On Wed, Aug 15, 2007 at 09:33:05AM -0700, Gerald Combs wrote:
> >> I still think that this stuff is the wrong approach: wireshark should
> >> not need root privileges and if you want to make sure that the program
>
> > Do you mean Wireshark the UI or the capturing part? At least on Solaris
> > versions below 10 and Linux the capturing part must run as root.
>
> That's exactly the problem I'm trying to solve. Ever since the initial
> release, the standard practice for capturing on Unix/Linux systems has
> included the step "start Wireshark (or Ethereal) as root." Our own
> User's Guide tells you to run Wireshark as root. There's a Wireshark
> launcher for OS X that fires up X11 and runs Wireshark as root.
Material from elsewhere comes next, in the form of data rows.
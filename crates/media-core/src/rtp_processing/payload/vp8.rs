//! VP8 video payload format handler (moved from rtp-core)

use bytes::Bytes;
use std::any::Any;
use super::traits::PayloadFormat;

/// VP8 payload format handler
pub struct Vp8PayloadFormat {
    payload_type: u8,
}

impl Vp8PayloadFormat {
    pub fn new(payload_type: u8) -> Self {
        Self { payload_type }
    }
}

impl PayloadFormat for Vp8PayloadFormat {
    fn payload_type(&self) -> u8 { self.payload_type }
    fn clock_rate(&self) -> u32 { 90000 } // Video clock rate
    fn channels(&self) -> u8 { 1 }
    fn preferred_packet_duration(&self) -> u32 { 33 } // ~30 FPS
    fn packet_size_from_duration(&self, _duration_ms: u32) -> usize {
        1400 // Typical MTU-safe packet size for video
    }
    fn duration_from_packet_size(&self, _packet_size: usize) -> u32 {
        33 // ~30 FPS
    }
    fn pack(&self, media_data: &[u8], _timestamp: u32) -> Bytes {
        Bytes::copy_from_slice(media_data) // Simplified
    }
    fn unpack(&self, payload: &[u8], _timestamp: u32) -> Bytes {
        Bytes::copy_from_slice(payload) // Simplified
    }
    fn as_any(&self) -> &dyn Any { self }
}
This
> practice is wrong, and it must stop.
>
> Just to be clear: *This patch does not run Wireshark as root*. Just the
> opposite, in fact. If Wireshark catches you running it as root, it
> drops privileges *immediately*.
I am still not convinced that that's the right approach. If someone is
running wireshark as root user and root has a umask of 077 then that
user has any right to expect that he will be able to open files he
captured earlier. Also, I really don't like forcing people into such
stuff for wireshark and tshark. Dumpcap is a different thing. If you
really want to educate the users then please do exactly that, but don't
force your opinion on them. Print out a message (tshark) or pop up a
requester (wireshark) if these programs are run suid root that if they
want to run these tools as non-root users it is sufficient to suid root
dumpcap and remove suid from the other binaries (ok, that's not there
yet for tshark :) There needs to be a preference to permanently suppress
that message.
> > 1) tell them not to "sudo" but just install 'dumpcap' set-uid and run
> > Wireshark as themselves (the popup helps here)
>
> This is exactly what my proposed patch allows. In this case, there
> would be no popup.
I don't mind the message (see above) but I don't like the forced drop
of privs.
Ciao
Joerg
--
Joerg Mayer <jmayer@xxxxxxxxx>
We are stuck with technology when what we really want is just stuff that
works. Some say that should read Microsoft instead of technology.